O príncipe William pretende adotar medidas mais rigorosas sobre o uso de propriedades da família real quando se tornar rei. Ele avalia proibir a sublocação de residências e limitar moradias subsidiadas para membros sem funções oficiais. A intenção surge após auditoria que expôs arranjos envolvendo o príncipe Andrew Mountbatten-Windsor.
O relatório do National Audit Office, divulgado na semana passada, detalhou os imóveis ocupados por Andrew e sua família. Ele sublocou três cottages no Royal Lodge, em Windsor, enquanto pagava apenas um aluguel simbólico pelo principal. O documento também menciona que o rei Charles cobre aluguéis de apartamentos em palácios para as filhas de Andrew, Beatrice e Eugenie, que não exercem funções reais oficiais.
William, de 43 anos, manifestou preocupação com a aparência desses acordos. Fontes próximas indicam que ele quer “fazer as coisas de forma diferente” para evitar críticas públicas. O foco está na transparência e no alinhamento com expectativas atuais sobre o uso de recursos ligados à Coroa.
Auditoria expõe detalhes dos arranjos de Andrew
A investigação do NAO analisou 12 propriedades usadas por Andrew Mountbatten-Windsor e familiares.

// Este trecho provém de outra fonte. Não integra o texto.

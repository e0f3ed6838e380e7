//
// apngenc - still PNG and animated APNG frame encoder
// capi.rs - C API implementation
//
// Copyright (c) 2018 Brion Vibber
//
// Permission is hereby granted, free of charge, to any person obtaining a copy
// of this software and associated documentation files (the "Software"), to deal
// in the Software without restriction, including without limitation the rights
// to use, copy, modify, merge, publish, distribute, sublicense, and/or sell
// copies of the Software, and to permit persons to whom the Software is
// furnished to do so, subject to the following conditions:
//
// The above copyright notice and this permission notice shall be included in
// all copies or substantial portions of the Software.
//
// THE SOFTWARE IS PROVIDED "AS IS", WITHOUT WARRANTY OF ANY KIND, EXPRESS OR
// IMPLIED, INCLUDING BUT NOT LIMITED TO THE WARRANTIES OF MERCHANTABILITY,
// FITNESS FOR A PARTICULAR PURPOSE AND NONINFRINGEMENT. IN NO EVENT SHALL THE
// AUTHORS OR COPYRIGHT HOLDERS BE LIABLE FOR ANY CLAIM, DAMAGES OR OTHER
// LIABILITY, WHETHER IN AN ACTION OF CONTRACT, TORT OR OTHERWISE, ARISING FROM,
// OUT OF OR IN CONNECTION WITH THE SOFTWARE OR THE USE OR OTHER DEALINGS IN
// THE SOFTWARE.
//

use std::convert::TryFrom;
use std::io;
use std::io::Write;
use std::ptr;

use libc::{c_int, c_void, size_t};

use super::deflate::Strategy;
use super::filter::{FilterMode, FilterType};
use super::frame::Frame;
use super::header::ColorTag;
use super::options::Options;
use super::pixels::PixelFormat;
use super::utils::{invalid_input, other};
use super::Encoder;

#[repr(C)]
pub enum CResult {
    Ok = 0,
    Err = 1,
}

impl From<Result<(), io::Error>> for CResult {
    fn from(result: Result<(), io::Error>) -> CResult {
        match result {
            Ok(()) => CResult::Ok,
            Err(_) => CResult::Err,
        }
    }
}

pub type CWriteFunc = unsafe extern "C" fn(*const c_void, *const u8, size_t) -> size_t;
pub type CFlushFunc = unsafe extern "C" fn(*const c_void) -> bool;

//
// Adapter for Write trait to use C callbacks.
//
pub struct CWriter {
    write_func: CWriteFunc,
    flush_func: CFlushFunc,
    user_data: *mut c_void,
}

impl CWriter {
    fn new(write_func: CWriteFunc, flush_func: CFlushFunc, user_data: *mut c_void) -> CWriter {
        CWriter {
            write_func,
            flush_func,
            user_data,
        }
    }
}

impl Write for CWriter {
    fn write(&mut self, buf: &[u8]) -> io::Result<usize> {
        if buf.is_empty() {
            return Ok(0);
        }
        let ret = unsafe { (self.write_func)(self.user_data, &buf[0], buf.len()) };
        if ret == buf.len() {
            Ok(ret)
        } else {
            Err(other("apngenc write callback returned failure"))
        }
    }

    fn flush(&mut self) -> io::Result<()> {
        let ret = unsafe { (self.flush_func)(self.user_data) };
        if ret {
            Ok(())
        } else {
            Err(other("apngenc flush callback returned failure"))
        }
    }
}

fn pixel_format_from_raw(color_type: c_int, depth: u8) -> io::Result<PixelFormat> {
    if color_type < 0 || color_type > u8::max_value() as c_int {
        return Err(invalid_input("Invalid color type"));
    }
    PixelFormat::from_u8(color_type as u8, depth)
}

/// One frame as handed across the FFI boundary: pointers into memory the
/// caller keeps alive for the duration of the encode call.
#[repr(C)]
pub struct CFrame {
    pub data: *const u8,
    pub data_len: size_t,
    pub width: u32,
    pub height: u32,
    pub color_type: c_int,
    pub depth: u8,
    /// 0xAARRGGBB entries; ignored unless color_type/depth maps to Pal8.
    pub palette: *const u32,
    pub palette_len: size_t,
    pub delay_num: u16,
    pub delay_den: u16,
}

unsafe fn frame_from_c<'a>(c: &'a CFrame) -> io::Result<Frame<'a>> {
    if c.data.is_null() {
        return Err(invalid_input("frame data must not be null"));
    }
    let format = pixel_format_from_raw(c.color_type, c.depth)?;
    let data = std::slice::from_raw_parts(c.data, c.data_len);
    let mut frame = Frame::new(data, format, c.width, c.height).with_delay(c.delay_num, c.delay_den);
    if !c.palette.is_null() {
        let palette = std::slice::from_raw_parts(c.palette, c.palette_len);
        frame = frame.with_palette(palette);
    }
    Ok(frame)
}

pub type PEncoderOptions = *mut Options;
pub type PEncoder = *mut Encoder<CWriter>;

#[no_mangle]
pub unsafe extern "C" fn apngenc_options_new(pp_options: *mut PEncoderOptions) -> CResult {
    CResult::from(|| -> io::Result<()> {
        if pp_options.is_null() {
            return Err(invalid_input("pp_options must not be null"));
        }
        if !(*pp_options).is_null() {
            return Err(invalid_input("*pp_options must be null"));
        }
        *pp_options = Box::into_raw(Box::new(Options::new()));
        Ok(())
    }())
}

#[no_mangle]
pub unsafe extern "C" fn apngenc_options_release(pp_options: *mut PEncoderOptions) -> CResult {
    CResult::from(|| -> io::Result<()> {
        if pp_options.is_null() {
            return Err(invalid_input("pp_options must not be null"));
        }
        if (*pp_options).is_null() {
            return Err(invalid_input("*pp_options must not be null"));
        }
        drop(Box::from_raw(*pp_options));
        *pp_options = ptr::null_mut();
        Ok(())
    }())
}

#[no_mangle]
pub unsafe extern "C" fn apngenc_options_set_filter(
    p_options: PEncoderOptions,
    filter_type: c_int,
) -> CResult {
    CResult::from(|| -> io::Result<()> {
        if p_options.is_null() {
            return Err(invalid_input("p_options must not be null"));
        }
        if filter_type > u8::max_value() as c_int {
            return Err(invalid_input("Invalid filter type"));
        }
        let mode = if filter_type < 0 {
            FilterMode::Mixed
        } else {
            FilterMode::Fixed(FilterType::try_from(filter_type as u8)?)
        };
        (*p_options).set_filter_mode(mode);
        Ok(())
    }())
}

#[no_mangle]
pub unsafe extern "C" fn apngenc_options_set_strategy(
    p_options: PEncoderOptions,
    strategy: c_int,
) -> CResult {
    CResult::from(|| -> io::Result<()> {
        if p_options.is_null() {
            return Err(invalid_input("p_options must not be null"));
        }
        if strategy < 0 || strategy > u8::max_value() as c_int {
            return Err(invalid_input("Invalid strategy"));
        }
        (*p_options).set_strategy(Strategy::try_from(strategy as u8)?);
        Ok(())
    }())
}

#[no_mangle]
pub unsafe extern "C" fn apngenc_options_set_compression_level(
    p_options: PEncoderOptions,
    compression_level: c_int,
) -> CResult {
    CResult::from(|| -> io::Result<()> {
        if p_options.is_null() {
            return Err(invalid_input("p_options must not be null"));
        }
        if compression_level < 0 || compression_level > 9 {
            return Err(invalid_input("Invalid compression level"));
        }
        (*p_options).set_compression_level(compression_level);
        Ok(())
    }())
}

#[no_mangle]
pub unsafe extern "C" fn apngenc_options_set_num_plays(
    p_options: PEncoderOptions,
    num_plays: u32,
) -> CResult {
    CResult::from(|| -> io::Result<()> {
        if p_options.is_null() {
            return Err(invalid_input("p_options must not be null"));
        }
        (*p_options).set_num_plays(num_plays);
        Ok(())
    }())
}

#[no_mangle]
pub unsafe extern "C" fn apngenc_options_set_srgb(
    p_options: PEncoderOptions,
    rendering_intent: c_int,
) -> CResult {
    CResult::from(|| -> io::Result<()> {
        if p_options.is_null() {
            return Err(invalid_input("p_options must not be null"));
        }
        if rendering_intent < 0 || rendering_intent > u8::max_value() as c_int {
            return Err(invalid_input("Invalid rendering intent"));
        }
        let intent = super::header::RenderingIntent::try_from(rendering_intent as u8)?;
        (*p_options).set_color_tag(ColorTag::Srgb(intent));
        Ok(())
    }())
}

#[no_mangle]
pub unsafe extern "C" fn apngenc_encoder_new(
    pp_encoder: *mut PEncoder,
    write_func: Option<CWriteFunc>,
    flush_func: Option<CFlushFunc>,
    user_data: *mut c_void,
    p_options: PEncoderOptions,
) -> CResult {
    CResult::from(|| -> io::Result<()> {
        if pp_encoder.is_null() {
            return Err(invalid_input("pp_encoder must not be null"));
        }
        if !(*pp_encoder).is_null() {
            return Err(invalid_input("*pp_encoder must be null"));
        }
        let writer = match (write_func, flush_func) {
            (Some(wf), Some(ff)) => CWriter::new(wf, ff, user_data),
            _ => return Err(invalid_input("write_func and flush_func must not be null")),
        };
        let options = if p_options.is_null() {
            Options::new()
        } else {
            *p_options
        };
        let encoder = Encoder::open(writer, options);
        *pp_encoder = Box::into_raw(Box::new(encoder));
        Ok(())
    }())
}

#[no_mangle]
pub unsafe extern "C" fn apngenc_encoder_encode_png(
    p_encoder: PEncoder,
    c_frame: *const CFrame,
    interlaced: bool,
) -> CResult {
    CResult::from(|| -> io::Result<()> {
        if p_encoder.is_null() {
            return Err(invalid_input("p_encoder must not be null"));
        }
        if c_frame.is_null() {
            return Err(invalid_input("c_frame must not be null"));
        }
        let frame = frame_from_c(&*c_frame)?;
        (*p_encoder).encode_png(&frame, interlaced)
    }())
}

#[no_mangle]
pub unsafe extern "C" fn apngenc_encoder_encode_apng(
    p_encoder: PEncoder,
    c_frames: *const CFrame,
    num_frames: size_t,
) -> CResult {
    CResult::from(|| -> io::Result<()> {
        if p_encoder.is_null() {
            return Err(invalid_input("p_encoder must not be null"));
        }
        if c_frames.is_null() {
            return Err(invalid_input("c_frames must not be null"));
        }
        let c_slice = std::slice::from_raw_parts(c_frames, num_frames);
        let mut frames = Vec::with_capacity(c_slice.len());
        for c in c_slice {
            frames.push(frame_from_c(c)?);
        }
        (*p_encoder).encode_apng(&frames)
    }())
}

#[no_mangle]
pub unsafe extern "C" fn apngenc_encoder_finish(pp_encoder: *mut PEncoder) -> CResult {
    CResult::from(|| -> io::Result<()> {
        if pp_encoder.is_null() {
            return Err(invalid_input("pp_encoder must not be null"));
        }
        if (*pp_encoder).is_null() {
            return Err(invalid_input("*pp_encoder must not be null"));
        }

        // Take ownership back from C...
        let b_encoder = Box::from_raw(*pp_encoder);
        *pp_encoder = ptr::null_mut();

        // And finish it out.
        b_encoder.close()?;
        Ok(())
    }())
}
//
// apngenc - still PNG and animated APNG frame encoder
// options.rs - caller-configurable encoding knobs
//
// Builder shape grounded in mtpng's top-level Options (set_* methods
// returning by value, no Result since these never fail at set time).
//

use crate::deflate::Strategy;
use crate::filter::FilterMode;
use crate::header::{ColorTag, Resolution, Stereo3d};

#[derive(Copy, Clone)]
pub struct Options {
    filter_mode: FilterMode,
    compression_level: i32,
    strategy: Strategy,
    resolution: Option<Resolution>,
    color_tag: ColorTag,
    stereo3d: Option<Stereo3d>,
    num_plays: u32,
}

impl Options {
    pub fn new() -> Options {
        Options {
            filter_mode: FilterMode::Mixed,
            compression_level: 6,
            strategy: Strategy::Default,
            resolution: None,
            color_tag: ColorTag::None,
            stereo3d: None,
            // 0 means "loop forever", matching acTL's num_plays semantics.
            num_plays: 0,
        }
    }

    pub fn set_filter_mode(&mut self, mode: FilterMode) {
        self.filter_mode = mode;
    }

    pub fn filter_mode(&self) -> FilterMode {
        self.filter_mode
    }

    pub fn set_compression_level(&mut self, level: i32) {
        self.compression_level = level;
    }

    pub fn compression_level(&self) -> i32 {
        self.compression_level
    }

    pub fn set_strategy(&mut self, strategy: Strategy) {
        self.strategy = strategy;
    }

    pub fn strategy(&self) -> Strategy {
        self.strategy
    }

    pub fn set_resolution(&mut self, resolution: Resolution) {
        self.resolution = Some(resolution);
    }

    pub fn resolution(&self) -> Option<Resolution> {
        self.resolution
    }

    pub fn set_color_tag(&mut self, tag: ColorTag) {
        self.color_tag = tag;
    }

    pub fn color_tag(&self) -> ColorTag {
        self.color_tag
    }

    pub fn set_stereo3d(&mut self, mode: Stereo3d) {
        self.stereo3d = Some(mode);
    }

    pub fn stereo3d(&self) -> Option<Stereo3d> {
        self.stereo3d
    }

    /// Number of times an APNG's animation plays; 0 means loop forever.
    pub fn set_num_plays(&mut self, num_plays: u32) {
        self.num_plays = num_plays;
    }

    pub fn num_plays(&self) -> u32 {
        self.num_plays
    }
}

impl Default for Options {
    fn default() -> Options {
        Options::new()
    }
}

Ele mantinha um arrendamento de 75 anos no Royal Lodge desde 2003. Pagou cerca de 7,5 milhões de libras em reformas e um valor inicial de 1 milhão de libras, o que permitiu aluguel nominal anual.
- Três cottages adjacentes foram sublocados até abril de 2026
- A renda ia diretamente para Andrew, sem repasse ao Crown Estate
- As filhas Beatrice e Eugenie ocupam apartamentos em Kensington Palace e St James’s Palace com aluguel pago pelo privy purse
O relatório não aponta irregularidades. Ele serve como base para discussão no Parlamento. Andrew deixou o Royal Lodge no início deste ano e se mudou para Sandringham, mas mantém o contrato até outubro de 2026.
William busca mudanças para reduzir críticas
Fontes consultadas pela imprensa britânica afirmam que o príncipe de Gales acompanha de perto o debate. Ele pretende barrar sublocações por membros da família e restringir residências gratuitas ou subsidiadas a quem não realiza deveres oficiais. O objetivo é melhorar a imagem da instituição em um momento de pressão sobre custos públicos.
O NAO destacou que 11 royals em funções oficiais recebem acomodações sem custo em troca de trabalho público. Outros arranjos, porém, envolvem fundos privados do monarca. William e Catherine pagam aluguel anual de cerca de 307 mil libras por sua residência em Windsor.
Contexto de residências reais e financiamento
O Crown Estate gerencia propriedades que geram receita para o Tesouro britânico. Parte retorna à família real via Sovereign Grant para manutenção de palácios. O privy purse, dinheiro particular do rei, cobre outros custos.
O relatório do NAO não julga custo-benefício. Ele apenas mapeia os processos. Críticos, como a ex-ministra Norman Baker e a baronesa Margaret Hodge, questionam subsídios a não-trabalhantes. Defensores argumentam que não há custo extra ao contribuinte, pois valores são cobertos por recursos privados.
Detalhes sobre as princesas e outros casos
Beatrice e Eugenie possuem residências próprias no Cotswolds e em Portugal. Mesmo assim, mantêm apartamentos em palácios londrinos com aluguel subsidiado. O nível é de cerca de 60% do valor de mercado, segundo o relatório.
Outros membros não-trabalhantes, como Princess Michael of Kent, também têm arranjos semelhantes. A auditoria serve para esclarecer processos e subsidiar debates futuros no comitê de contas públicas.
O Palácio de Buckingham afirmou que o relatório reforça o compromisso com transparência. Um porta-voz do Crown Estate destacou que os contratos seguem avaliações profissionais de mercado.
O debate continua. Qualquer mudança dependerá da sucessão e das prioridades de William como rei.